NASA Buying Private Companies' Suborbital Rocket Flights 60
FleaPlus writes "NASA is spending a total of $475,000, split between Masten Space Systems and John Carmack's Armadillo Aerospace, for a series of seven test flights of the companies' reusable suborbital rockets over the next several months, going to altitudes as high as 25 miles. NASA's goal is to foster a more cost-effective and flexible way to conduct microgravity and upper-atmosphere research. Jeff Bezos's suborbital spaceflight company Blue Origin has also been making steady progress this year on their $3.7M contract to test pusher-escape system and composite pressure vessel technologies, which NASA is interested in for orbital spaceflight."
Commercial Payload Companies (Score:5, Informative)

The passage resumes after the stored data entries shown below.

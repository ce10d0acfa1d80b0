//! End-of-game printout
//!
//! Runs after the terminal has left raw mode, so plain line breaks are fine here.

use super::formatters::{center, tally_line};
use crate::core::Word;
use crate::interactive::GameOutcome;
use crossterm::{
    queue,
    style::{Color, Print, ResetColor, SetBackgroundColor, SetForegroundColor},
};
use std::io::{self, Write};

/// Indent matching the board rows
const ROW_INDENT: &str = "    ";

/// Near-black on near-white, from the same 256-color palette as the board
const REVEAL_FG: Color = Color::AnsiValue(232);
const REVEAL_BG: Color = Color::AnsiValue(255);

/// Print the result of a finished game to stdout
///
/// # Errors
///
/// Returns an error if stdout cannot be written.
pub fn print_outcome(outcome: GameOutcome, target: &Word, number: usize) -> io::Result<()> {
    write_outcome(&mut io::stdout().lock(), outcome, target, number)
}

/// Write the result of a finished game
///
/// On a loss the target is revealed first, spread over the width of a board row.
/// A cancelled game writes nothing.
///
/// # Errors
///
/// Returns an error if `out` cannot be written.
pub fn write_outcome(
    out: &mut impl Write,
    outcome: GameOutcome,
    target: &Word,
    number: usize,
) -> io::Result<()> {
    let Some(tally) = tally_line(number, outcome, target.max_attempts()) else {
        return Ok(());
    };

    if outcome.is_success() == Some(false) {
        queue!(
            out,
            Print(ROW_INDENT),
            SetForegroundColor(REVEAL_FG),
            SetBackgroundColor(REVEAL_BG),
            Print(center(target.text(), target.len() * 3)),
            ResetColor,
            Print("\n")
        )?;
    }

    writeln!(out, "\n{tally}")?;
    out.flush()
}

#[cfg(test)]
mod tests {
    use super::*;

    fn written(outcome: GameOutcome) -> String {
        let target = Word::new("crane").unwrap();
        let mut out = Vec::new();
        write_outcome(&mut out, outcome, &target, 7).unwrap();
        String::from_utf8(out).unwrap()
    }

    #[test]
    fn loss_reveals_target_before_tally() {
        let out = written(GameOutcome::Lost { attempts: 6 });

        assert_eq!(
            out,
            "    \x1b[38;5;232m\x1b[48;5;255m     CRANE     \x1b[0m\n\nWordle 7 X/6\n"
        );
    }

    #[test]
    fn win_has_no_reveal() {
        let out = written(GameOutcome::Won { attempts: 3 });
        assert_eq!(out, "\nWordle 7 3/6\n");
    }

    #[test]
    fn cancel_writes_nothing() {
        assert!(written(GameOutcome::Cancelled).is_empty());
    }
}
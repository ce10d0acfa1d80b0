//! Word lists for Wordle
//!
//! A `WordList` keeps the words in file order (targets are chosen and reported by
//! their 1-based position) alongside a hash set for guess validation.

pub mod loader;

use crate::core::Word;
use rand::Rng;
use rand::seq::IndexedRandom;
use rustc_hash::FxHashSet;

/// Ordered word list with fast membership checks
#[derive(Debug, Clone, Default)]
pub struct WordList {
    words: Vec<Word>,
    lookup: FxHashSet<String>,
}

impl WordList {
    #[must_use]
    pub fn new(words: Vec<Word>) -> Self {
        let lookup = words.iter().map(|w| w.text().to_string()).collect();
        Self { words, lookup }
    }

    /// Build a list from string slices, skipping invalid entries
    ///
    /// # Examples
    /// ```
    /// use wordle_cli::wordlists::WordList;
    ///
    /// let words = WordList::from_slice(&["crane", "sl4te", "irate"]);
    /// assert_eq!(words.len(), 2);
    /// assert!(words.contains("IRATE"));
    /// ```
    #[must_use]
    pub fn from_slice(slice: &[&str]) -> Self {
        slice.iter().filter_map(|&s| Word::new(s).ok()).collect()
    }

    #[must_use]
    pub fn len(&self) -> usize {
        self.words.len()
    }

    #[must_use]
    pub fn is_empty(&self) -> bool {
        self.words.is_empty()
    }

    /// Whether `text` (already upper-case) is a listed word
    #[must_use]
    pub fn contains(&self, text: &str) -> bool {
        self.lookup.contains(text)
    }

    /// Word at 1-based position `number`
    #[must_use]
    pub fn by_number(&self, number: usize) -> Option<&Word> {
        number.checked_sub(1).and_then(|i| self.words.get(i))
    }

    /// 1-based position of the first occurrence of `word`
    #[must_use]
    pub fn number_of(&self, word: &Word) -> Option<usize> {
        self.words.iter().position(|w| w == word).map(|i| i + 1)
    }

    /// Uniformly random word, `None` for an empty list
    pub fn choose<R: Rng + ?Sized>(&self, rng: &mut R) -> Option<&Word> {
        self.words.choose(rng)
    }

    pub fn iter(&self) -> impl Iterator<Item = &Word> {
        self.words.iter()
    }
}

impl FromIterator<Word> for WordList {
    fn from_iter<I: IntoIterator<Item = Word>>(iter: I) -> Self {
        Self::new(iter.into_iter().collect())
    }
}

#[cfg(test)]
mod tests {
    use super::*;
    use rand::SeedableRng;
    use rand::rngs::SmallRng;

    #[test]
    fn from_slice_converts_valid_words() {
        let words = WordList::from_slice(&["crane", "slate", "irate"]);

        assert_eq!(words.len(), 3);
        let texts: Vec<_> = words.iter().map(Word::text).collect();
        assert_eq!(texts, ["CRANE", "SLATE", "IRATE"]);
    }

    #[test]
    fn from_slice_skips_invalid() {
        let words = WordList::from_slice(&["crane", "to long", "", "slate"]);
        assert_eq!(words.len(), 2);
    }

    #[test]
    fn from_slice_empty() {
        let words = WordList::from_slice(&[]);
        assert!(words.is_empty());
        assert!(words.choose(&mut SmallRng::seed_from_u64(1)).is_none());
    }

    #[test]
    fn membership_is_exact() {
        let words = WordList::from_slice(&["crane"]);
        assert!(words.contains("CRANE"));
        assert!(!words.contains("crane"));
        assert!(!words.contains("CRAN"));
    }

    #[test]
    fn numbering_is_one_based() {
        let words = WordList::from_slice(&["crane", "slate", "crane"]);
        assert!(words.by_number(0).is_none());
        assert_eq!(words.by_number(3).unwrap().text(), "CRANE");
        assert!(words.by_number(4).is_none());

        // First occurrence wins for duplicates
        let crane = Word::new("crane").unwrap();
        assert_eq!(words.number_of(&crane), Some(1));
        assert_eq!(words.number_of(&Word::new("irate").unwrap()), None);
    }

    #[test]
    fn bundled_word_list_is_valid() {
        let path = concat!(env!("CARGO_MANIFEST_DIR"), "/words.txt");
        let words = loader::load_from_file(path).unwrap();

        assert!(words.len() > 100);
        for word in words.iter() {
            assert_eq!(word.len(), 5, "Word '{word}' is not 5 letters");
        }
    }

    #[test]
    fn choose_returns_listed_word() {
        let words = WordList::from_slice(&["crane", "slate", "irate"]);
        let mut rng = SmallRng::seed_from_u64(7);
        for _ in 0..20 {
            let word = words.choose(&mut rng).unwrap();
            assert!(words.contains(word.text()));
        }
    }
}
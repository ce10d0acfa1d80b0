//! Word list loading utilities
//!
//! Reads a word list file: one word per line, trimmed and upper-cased.

use super::WordList;
use crate::core::Word;
use log::{info, warn};
use std::fs;
use std::io;
use std::path::{Path, PathBuf};
use thiserror::Error;

#[derive(Debug, Error)]
pub enum WordListError {
    #[error("Word file '{}' cannot be found", .0.display())]
    NotFound(PathBuf),
    #[error("Failed to read word file '{}'", .path.display())]
    Io {
        path: PathBuf,
        #[source]
        source: io::Error,
    },
    #[error("Word file '{}' contains no valid words", .0.display())]
    Empty(PathBuf),
}

/// Load words from a file
///
/// Blank lines are skipped silently, lines that are not a single word of ASCII
/// letters are skipped with a warning.
///
/// # Errors
///
/// Returns `WordListError::NotFound` if the file does not exist, `Io` for other read
/// failures and `Empty` if no line holds a valid word.
///
/// # Examples
/// ```no_run
/// use wordle_cli::wordlists::loader::load_from_file;
///
/// let words = load_from_file("words.txt").unwrap();
/// println!("Loaded {} words", words.len());
/// ```
pub fn load_from_file<P: AsRef<Path>>(path: P) -> Result<WordList, WordListError> {
    let path = path.as_ref();
    let content = fs::read_to_string(path).map_err(|source| match source.kind() {
        io::ErrorKind::NotFound => WordListError::NotFound(path.to_path_buf()),
        _ => WordListError::Io {
            path: path.to_path_buf(),
            source,
        },
    })?;

    let words = parse_lines(&content);

    if words.is_empty() {
        return Err(WordListError::Empty(path.to_path_buf()));
    }

    info!("loaded {} words from {}", words.len(), path.display());
    Ok(words)
}

fn parse_lines(content: &str) -> WordList {
    content
        .lines()
        .enumerate()
        .filter_map(|(line, text)| {
            let trimmed = text.trim();
            if trimmed.is_empty() {
                return None;
            }
            Word::new(trimmed)
                .inspect_err(|e| warn!("skipping line {}: {trimmed:?}: {e}", line + 1))
                .ok()
        })
        .collect()
}
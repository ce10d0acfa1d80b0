//! Timing configuration for a game session

use std::time::Duration;

const DEFAULT_DEBOUNCE_MS: u64 = 50;
const DEFAULT_REVEAL_STAGGER_MS: u64 = 250;
const DEFAULT_MESSAGE_MS: u64 = 2000;

/// Observable delays of the game loop
///
/// None of these are hard guarantees; a slow terminal only stretches them.
#[derive(Debug, Clone, Copy, PartialEq, Eq)]
pub struct GameConfig {
    /// Keys whose blocking read returns faster than this are discarded as noise
    /// (the tail of an escape sequence or input queued before the prompt)
    pub debounce: Duration,
    /// Pause before each cell of a submitted row is revealed
    pub reveal_stagger: Duration,
    /// How long "Not enough letters" / "Not in word list" stay on screen
    pub message_duration: Duration,
}

impl GameConfig {
    #[must_use]
    pub const fn from_millis(debounce: u64, reveal_stagger: u64, message_duration: u64) -> Self {
        Self {
            debounce: Duration::from_millis(debounce),
            reveal_stagger: Duration::from_millis(reveal_stagger),
            message_duration: Duration::from_millis(message_duration),
        }
    }

    /// No debounce and no pauses, for scripted input
    #[must_use]
    pub const fn instant() -> Self {
        Self::from_millis(0, 0, 0)
    }
}

impl Default for GameConfig {
    fn default() -> Self {
        Self::from_millis(
            DEFAULT_DEBOUNCE_MS,
            DEFAULT_REVEAL_STAGGER_MS,
            DEFAULT_MESSAGE_MS,
        )
    }
}

#[cfg(test)]
mod tests {
    use super::*;

    #[test]
    fn default_timings() {
        let config = GameConfig::default();
        assert_eq!(config.debounce, Duration::from_millis(50));
        assert_eq!(config.reveal_stagger, Duration::from_millis(250));
        assert_eq!(config.message_duration, Duration::from_secs(2));
    }

    #[test]
    fn instant_is_all_zero() {
        let config = GameConfig::instant();
        assert!(config.debounce.is_zero());
        assert!(config.reveal_stagger.is_zero());
        assert!(config.message_duration.is_zero());
    }
}
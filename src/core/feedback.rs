//! Per-letter feedback for a guess
//!
//! Each position of a guess is classified as:
//! - Correct (green): same letter at the same position in the target
//! - Present (amber): letter occurs elsewhere in the target
//! - Absent (gray): letter is not credited
//!
//! Duplicate letters are credited left to right: the n-th occurrence of a letter in the
//! guess can only be Present if the target holds at least n copies of it.

use std::ops::Index;

/// Feedback category for a single cell
///
/// Variants are declared lowest first so the derived order is
/// `Absent < Present < Correct`, which is also the keyboard upgrade priority.
#[derive(Debug, Clone, Copy, PartialEq, Eq, PartialOrd, Ord, Hash)]
pub enum Classification {
    Absent,
    Present,
    Correct,
}

impl Classification {
    /// Emoji square used in logs
    #[must_use]
    pub const fn emoji(self) -> char {
        match self {
            Self::Correct => '🟩',
            Self::Present => '🟨',
            Self::Absent => '⬜',
        }
    }
}

/// Classification of every position of a guess
#[derive(Debug, Clone, PartialEq, Eq, Hash)]
pub struct Feedback(Vec<Classification>);

impl Feedback {
    /// Score `guess` against `target`
    ///
    /// # Algorithm
    /// For each position `i`, left to right:
    /// 1. Correct if `guess[i] == target[i]`
    /// 2. Present if the count of `guess[i]` in `guess[..=i]` does not exceed its count
    ///    in `target`
    /// 3. Absent otherwise
    ///
    /// The prefix count includes letters that were themselves Correct, and a letter
    /// credited Present early is not withdrawn when a later copy turns out Correct.
    ///
    /// # Examples
    /// ```
    /// use wordle_cli::core::{Classification::*, Feedback};
    ///
    /// let feedback = Feedback::calculate(b"EERIE", b"SPEED");
    /// assert_eq!(feedback.as_slice(), &[Present, Present, Absent, Absent, Absent]);
    /// ```
    ///
    /// # Panics
    /// Panics in debug mode if the lengths differ
    #[must_use]
    pub fn calculate(guess: &[u8], target: &[u8]) -> Self {
        debug_assert_eq!(guess.len(), target.len(), "guess and target lengths differ");

        let occurrences =
            |letters: &[u8], letter: u8| letters.iter().filter(|&&c| c == letter).count();

        let cells = guess
            .iter()
            .zip(target)
            .enumerate()
            .map(|(i, (&letter, &expected))| {
                if letter == expected {
                    Classification::Correct
                } else if occurrences(&guess[..=i], letter) <= occurrences(target, letter) {
                    Classification::Present
                } else {
                    Classification::Absent
                }
            })
            .collect();

        Self(cells)
    }

    /// True when every position is Correct
    #[must_use]
    pub fn is_solved(&self) -> bool {
        self.0.iter().all(|&c| c == Classification::Correct)
    }

    #[must_use]
    pub fn count_correct(&self) -> usize {
        self.count(Classification::Correct)
    }

    #[must_use]
    pub fn count_present(&self) -> usize {
        self.count(Classification::Present)
    }

    fn count(&self, wanted: Classification) -> usize {
        self.0.iter().filter(|&&c| c == wanted).count()
    }

    #[inline]
    #[must_use]
    pub fn len(&self) -> usize {
        self.0.len()
    }

    #[inline]
    #[must_use]
    pub fn is_empty(&self) -> bool {
        self.0.is_empty()
    }

    #[inline]
    #[must_use]
    pub fn as_slice(&self) -> &[Classification] {
        &self.0
    }

    pub fn iter(&self) -> impl Iterator<Item = Classification> + '_ {
        self.0.iter().copied()
    }

    /// Render as a row of emoji squares, e.g. "🟨⬜⬜🟨⬜"
    #[must_use]
    pub fn to_emoji(&self) -> String {
        self.0.iter().map(|c| c.emoji()).collect()
    }
}

impl Index<usize> for Feedback {
    type Output = Classification;

    fn index(&self, index: usize) -> &Self::Output {
        &self.0[index]
    }
}

#[cfg(test)]
mod tests {
    use super::Classification::{Absent, Correct, Present};
    use super::*;
    use proptest::prelude::*;

    #[test]
    fn classification_order() {
        assert!(Correct > Present);
        assert!(Present > Absent);
        assert_eq!([Present, Correct, Absent].iter().max(), Some(&Correct));
    }

    #[test]
    fn feedback_all_absent() {
        let feedback = Feedback::calculate(b"ABCDE", b"FGHIJ");
        assert_eq!(feedback.as_slice(), &[Absent; 5]);
        assert_eq!(feedback.count_correct(), 0);
        assert_eq!(feedback.count_present(), 0);
        assert!(!feedback.is_solved());
    }

    #[test]
    fn feedback_all_correct() {
        let feedback = Feedback::calculate(b"CRANE", b"CRANE");
        assert!(feedback.is_solved());
        assert_eq!(feedback.count_correct(), 5);
    }

    #[test]
    fn feedback_real_wordle_example() {
        // CRANE vs SLATE: A and E green, nothing yellow
        let feedback = Feedback::calculate(b"CRANE", b"SLATE");
        assert_eq!(feedback.as_slice(), &[Absent, Absent, Correct, Absent, Correct]);
    }

    #[test]
    fn feedback_duplicate_letters_left_to_right() {
        // Target SPEED has two E's, so only the first two E's of EERIE are credited
        let feedback = Feedback::calculate(b"EERIE", b"SPEED");
        assert_eq!(feedback.as_slice(), &[Present, Present, Absent, Absent, Absent]);
        assert_eq!(feedback.to_emoji(), "🟨🟨⬜⬜⬜");
    }

    #[test]
    fn feedback_erase_against_speed() {
        // The second E is the 2nd occurrence and SPEED holds two, so it is still credited
        let feedback = Feedback::calculate(b"ERASE", b"SPEED");
        assert_eq!(feedback.as_slice(), &[Present, Absent, Absent, Present, Present]);
    }

    #[test]
    fn feedback_duplicate_both_credited() {
        // SPEED vs ERASE: ERASE holds two E's, so both E's of SPEED are Present
        let feedback = Feedback::calculate(b"SPEED", b"ERASE");
        assert_eq!(feedback.as_slice(), &[Present, Absent, Present, Present, Absent]);
    }

    #[test]
    fn feedback_prefix_rule_ignores_later_correct() {
        // Only one A in the target, yet the first A is credited before the second
        // turns out Correct
        let feedback = Feedback::calculate(b"AAZZZ", b"XAYYY");
        assert_eq!(feedback.as_slice(), &[Present, Correct, Absent, Absent, Absent]);
    }

    #[test]
    fn feedback_correct_counts_toward_prefix() {
        // ROBOT vs FLOOR: first O yellow, second O green
        let feedback = Feedback::calculate(b"ROBOT", b"FLOOR");
        assert_eq!(feedback.as_slice(), &[Present, Present, Absent, Correct, Absent]);
    }

    #[test]
    fn feedback_indexing() {
        let feedback = Feedback::calculate(b"AB", b"BA");
        assert_eq!(feedback[0], Present);
        assert_eq!(feedback[1], Present);
        assert_eq!(feedback.len(), 2);
        assert_eq!(feedback.iter().count(), 2);
    }

    fn letters(len: std::ops::Range<usize>) -> impl Strategy<Value = Vec<u8>> {
        prop::collection::vec(b'A'..=b'F', len)
    }

    proptest! {
        #![proptest_config(ProptestConfig::with_cases(256))]

        #[test]
        fn self_match_is_all_correct(word in letters(1..9)) {
            let feedback = Feedback::calculate(&word, &word);
            prop_assert!(feedback.is_solved());
        }

        #[test]
        fn correct_exactly_where_letters_match((guess, target) in (1usize..9).prop_flat_map(|n| (letters(n..n + 1), letters(n..n + 1)))) {
            let feedback = Feedback::calculate(&guess, &target);
            for i in 0..guess.len() {
                prop_assert_eq!(feedback[i] == Correct, guess[i] == target[i]);
            }
        }

        #[test]
        fn absent_letters_missing_from_target_stay_absent((guess, target) in (1usize..9).prop_flat_map(|n| (letters(n..n + 1), letters(n..n + 1)))) {
            let feedback = Feedback::calculate(&guess, &target);
            for (i, &letter) in guess.iter().enumerate() {
                if !target.contains(&letter) {
                    prop_assert_eq!(feedback[i], Absent);
                }
            }
        }

        #[test]
        fn present_credit_bounded_by_target_count((guess, target) in (1usize..9).prop_flat_map(|n| (letters(n..n + 1), letters(n..n + 1)))) {
            let feedback = Feedback::calculate(&guess, &target);
            for letter in b'A'..=b'F' {
                let present = guess
                    .iter()
                    .zip(feedback.iter())
                    .filter(|&(&g, c)| g == letter && c == Present)
                    .count();
                let in_target = target.iter().filter(|&&t| t == letter).count();
                prop_assert!(present <= in_target);
            }
        }

        #[test]
        fn swapping_in_unused_letter_leaves_other_letters_alone(
            (guess, target, i) in (1usize..9).prop_flat_map(|n| (letters(n..n + 1), letters(n..n + 1), 0..n))
        ) {
            // Z is outside the generated alphabet, so it occurs in neither word
            let mut changed = guess.clone();
            changed[i] = b'Z';

            let before = Feedback::calculate(&guess, &target);
            let after = Feedback::calculate(&changed, &target);

            prop_assert_eq!(after[i], Absent);
            for j in (0..guess.len()).filter(|&j| j != i && guess[j] != guess[i]) {
                prop_assert_eq!(before[j], after[j], "position {} changed", j);
            }
        }
    }
}
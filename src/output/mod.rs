//! Terminal output formatting
//!
//! Cell layout helpers and the final tally printed after a game.

pub mod display;
pub mod formatters;

pub use display::{print_outcome, write_outcome};
//! Minimal stderr logger behind the `log` facade
//!
//! The board is drawn on stdout, so records go to stderr and the default level is
//! `warn`. Run with `WORDLE_LOG=debug 2>wordle.log` to trace a session.

use log::{LevelFilter, Log, Metadata, Record};
use std::env;
use std::io::{self, Write};

/// Environment variable holding the log level
pub const LOG_ENV: &str = "WORDLE_LOG";

struct StderrLogger;

impl Log for StderrLogger {
    fn enabled(&self, metadata: &Metadata) -> bool {
        metadata.level() <= log::max_level()
    }

    fn log(&self, record: &Record) {
        if self.enabled(record.metadata()) {
            // Raw mode needs an explicit carriage return
            let _ = write!(
                io::stderr().lock(),
                "{} {} - {}\r\n",
                record.level(),
                record.target(),
                record.args()
            );
        }
    }

    fn flush(&self) {
        let _ = io::stderr().flush();
    }
}

static LOGGER: StderrLogger = StderrLogger;

/// Parse a level name, falling back to `warn`
#[must_use]
pub fn level_from(value: Option<&str>) -> LevelFilter {
    value
        .and_then(|lvl| lvl.trim().parse().ok())
        .unwrap_or(LevelFilter::Warn)
}

/// Install the logger with the level taken from `WORDLE_LOG`
///
/// Calling this more than once is harmless; only the first call installs.
pub fn init_logging() {
    let level = level_from(env::var(LOG_ENV).ok().as_deref());
    let _ = log::set_logger(&LOGGER).map(|()| log::set_max_level(level));
}
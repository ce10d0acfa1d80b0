//! Raw key input
//!
//! The game reads through the [`KeyReader`] trait. [`TerminalKeys`] reads a real
//! terminal via crossterm; [`ScriptedKeys`] replays a fixed sequence and is what the
//! game tests drive.

use crossterm::event::{self, Event, KeyCode, KeyEvent, KeyEventKind, KeyModifiers};
use crossterm::terminal;
use log::{debug, warn};
use std::collections::VecDeque;
use std::io;
use std::time::{Duration, Instant};

/// One unit of input as the game sees it
#[derive(Debug, Clone, Copy, PartialEq, Eq)]
pub enum Key {
    Char(char),
    Enter,
    Backspace,
    /// Ctrl+C
    Interrupt,
    /// Anything else: arrows, function keys, undecodable bytes
    Unrecognized,
}

impl Key {
    /// Decode a single raw byte as a cbreak-mode terminal would deliver it
    #[must_use]
    pub const fn from_byte(byte: u8) -> Self {
        match byte {
            0x03 => Self::Interrupt,
            0x7f | 0x08 => Self::Backspace,
            b'\r' | b'\n' => Self::Enter,
            0x20..=0x7e => Self::Char(byte as char),
            _ => Self::Unrecognized,
        }
    }
}

impl From<KeyEvent> for Key {
    fn from(key: KeyEvent) -> Self {
        match key.code {
            KeyCode::Char('c') if key.modifiers.contains(KeyModifiers::CONTROL) => {
                Self::Interrupt
            }
            KeyCode::Char(_) if key.modifiers.contains(KeyModifiers::CONTROL) => {
                Self::Unrecognized
            }
            KeyCode::Char(c) => Self::Char(c),
            KeyCode::Enter => Self::Enter,
            KeyCode::Backspace => Self::Backspace,
            _ => Self::Unrecognized,
        }
    }
}

/// Source of keys for the game loop
pub trait KeyReader {
    /// Non-blocking: is a key waiting?
    ///
    /// # Errors
    /// Returns an error if the input device cannot be polled.
    fn key_available(&mut self) -> io::Result<bool>;

    /// Block until exactly one key is read
    ///
    /// # Errors
    /// Returns an error if reading the input device fails.
    fn read_key(&mut self) -> io::Result<Key>;

    /// Sleep for `duration`, then throw away whatever was typed meanwhile
    ///
    /// Ctrl+C cuts the sleep short and is swallowed rather than reported.
    ///
    /// # Errors
    /// Returns an error if the input device cannot be polled or drained.
    fn interruptible_sleep(&mut self, duration: Duration) -> io::Result<()>;
}

/// Keys from the controlling terminal
///
/// Opening switches the terminal to raw mode (no line buffering, no echo, Ctrl+C
/// delivered as a key); dropping restores the mode that was active before, which
/// also happens while unwinding from a panic.
#[derive(Debug)]
pub struct TerminalKeys {
    was_raw: bool,
}

impl TerminalKeys {
    /// Capture the current terminal mode and enter raw mode
    ///
    /// # Errors
    /// Returns an error if stdin is not a terminal or raw mode cannot be enabled.
    pub fn open() -> io::Result<Self> {
        let was_raw = terminal::is_raw_mode_enabled()?;
        terminal::enable_raw_mode()?;
        debug!("raw mode enabled (previously raw: {was_raw})");
        Ok(Self { was_raw })
    }

    fn discard_pending(&mut self) -> io::Result<()> {
        while self.key_available()? {
            event::read()?;
        }
        Ok(())
    }
}

impl KeyReader for TerminalKeys {
    fn key_available(&mut self) -> io::Result<bool> {
        event::poll(Duration::ZERO)
    }

    fn read_key(&mut self) -> io::Result<Key> {
        loop {
            // Release/repeat events are reported on some platforms; only presses count
            if let Event::Key(key) = event::read()?
                && key.kind == KeyEventKind::Press
            {
                return Ok(Key::from(key));
            }
        }
    }

    fn interruptible_sleep(&mut self, duration: Duration) -> io::Result<()> {
        let deadline = Instant::now() + duration;

        loop {
            let remaining = deadline.saturating_duration_since(Instant::now());
            if remaining.is_zero() || !event::poll(remaining)? {
                break;
            }
            if let Event::Key(key) = event::read()?
                && Key::from(key) == Key::Interrupt
            {
                debug!("interrupt absorbed during pause");
                break;
            }
        }

        self.discard_pending()
    }
}

impl Drop for TerminalKeys {
    fn drop(&mut self) {
        if self.was_raw {
            return;
        }
        if let Err(e) = terminal::disable_raw_mode() {
            warn!("failed to restore terminal mode: {e}");
        }
    }
}

/// Keys replayed from memory
///
/// Once the script runs out every read returns [`Key::Interrupt`], so a game fed
/// an incomplete script ends as cancelled instead of blocking. Sleeps return at
/// once and are only recorded.
#[derive(Debug, Clone, Default)]
pub struct ScriptedKeys {
    keys: VecDeque<Key>,
    sleeps: Vec<Duration>,
}

impl ScriptedKeys {
    #[must_use]
    pub fn new(keys: impl IntoIterator<Item = Key>) -> Self {
        Self {
            keys: keys.into_iter().collect(),
            sleeps: Vec::new(),
        }
    }

    /// Script from raw terminal bytes, e.g. `b"crane\r"`
    #[must_use]
    pub fn from_bytes(bytes: &[u8]) -> Self {
        Self::new(bytes.iter().copied().map(Key::from_byte))
    }

    /// Keys not yet read
    #[must_use]
    pub fn remaining(&self) -> usize {
        self.keys.len()
    }

    /// Every sleep requested so far, in order
    #[must_use]
    pub fn sleeps(&self) -> &[Duration] {
        &self.sleeps
    }
}

impl KeyReader for ScriptedKeys {
    fn key_available(&mut self) -> io::Result<bool> {
        Ok(!self.keys.is_empty())
    }

    fn read_key(&mut self) -> io::Result<Key> {
        Ok(self.keys.pop_front().unwrap_or(Key::Interrupt))
    }

    fn interruptible_sleep(&mut self, duration: Duration) -> io::Result<()> {
        self.sleeps.push(duration);
        Ok(())
    }
}
//! Wordle CLI
//!
//! Play Wordle in the terminal against a word from a word list file.

use anyhow::Result;
use clap::error::ErrorKind;
use clap::{CommandFactory, Parser};
use std::path::PathBuf;
use wordle_cli::{
    commands::{run_play, select_target},
    config::GameConfig,
    logging::init_logging,
    output::print_outcome,
    wordlists::loader::load_from_file,
};

#[derive(Parser)]
#[command(
    name = "wordle",
    about = "Guess the hidden word; word length + 1 attempts",
    version,
    author
)]
struct Cli {
    /// Select a specific word by its 1-based position in the word list
    /// (blank and invalid lines are not counted)
    #[arg(short = 'w', long = "word", value_name = "N")]
    word: Option<usize>,

    /// Word list file, one word per line
    #[arg(long = "words", value_name = "PATH", default_value = "words.txt")]
    words: PathBuf,

    /// Keys read faster than this many milliseconds are ignored (0 disables)
    #[arg(long, default_value_t = 50)]
    debounce_ms: u64,

    /// Delay before each cell of a guess is revealed, in milliseconds
    #[arg(long, default_value_t = 250)]
    reveal_ms: u64,

    /// How long validation messages stay on screen, in milliseconds
    #[arg(long, default_value_t = 2000)]
    message_ms: u64,
}

fn main() -> Result<()> {
    init_logging();
    let cli = Cli::parse();

    let words = load_from_file(&cli.words)?;

    if let Some(n) = cli.word
        && !(1..=words.len()).contains(&n)
    {
        Cli::command()
            .error(
                ErrorKind::InvalidValue,
                format!("invalid choice: {n} (choose from 1-{})", words.len()),
            )
            .exit();
    }

    let target = select_target(&words, cli.word, &mut rand::rng())?;
    let config = GameConfig::from_millis(cli.debounce_ms, cli.reveal_ms, cli.message_ms);

    let outcome = run_play(&words, target, config)?;

    // Position of the first occurrence, the same numbering -w selects by
    let number = words.number_of(target).unwrap_or_default();
    print_outcome(outcome, target, number)?;

    Ok(())
}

I guess that I am surprised to see commercial launch companies getting so much publicity, while the market for commercial satellite buses remains so small. It would be cool to see a company do to satellites what SpaceX is trying to do the launch market. Surely some science communities out there would pay to gather 0 g data for some field or another...
This is good. (Score:0, Informative)
Re:Commercial Payload Companies (Score:2, Informative)
I guess that I am surprised to see commercial launch companies getting so much publicity
Surprised? The Obama administration is pushing the idea, so NASA is providing the publicity (one thing they were always good at). I'll be impressed when the rockets have more capacity than the surface-to-air missiles that were in use during the Vietnam War. Sounds like they still have a ways to go.
Re:Commercial Payload Companies (Score:4, Informative)
This may be on a smaller scale than you're imagining, but there does exist one such service today: TubeSat [slashdot.org].
Re:Pay per flight (Score:5, Informative)
When was the last time NASA dealt in dollar amounts under a million?
The Navy launched the Clementine moon probe [wikipedia.org] for ~$100K in 1994 and sparked the "Faster, Better, Cheaper" mantra within NASA. This freaked the space industry powerhouses because it threatened a significant reduction in the fat they could carve out of their contracts with the government if it took hold as an industry wide standard. Fortunately for them, some notable failed projects built around FBC led to the abandonment of that policy and the continued largess for publicly funded space programs.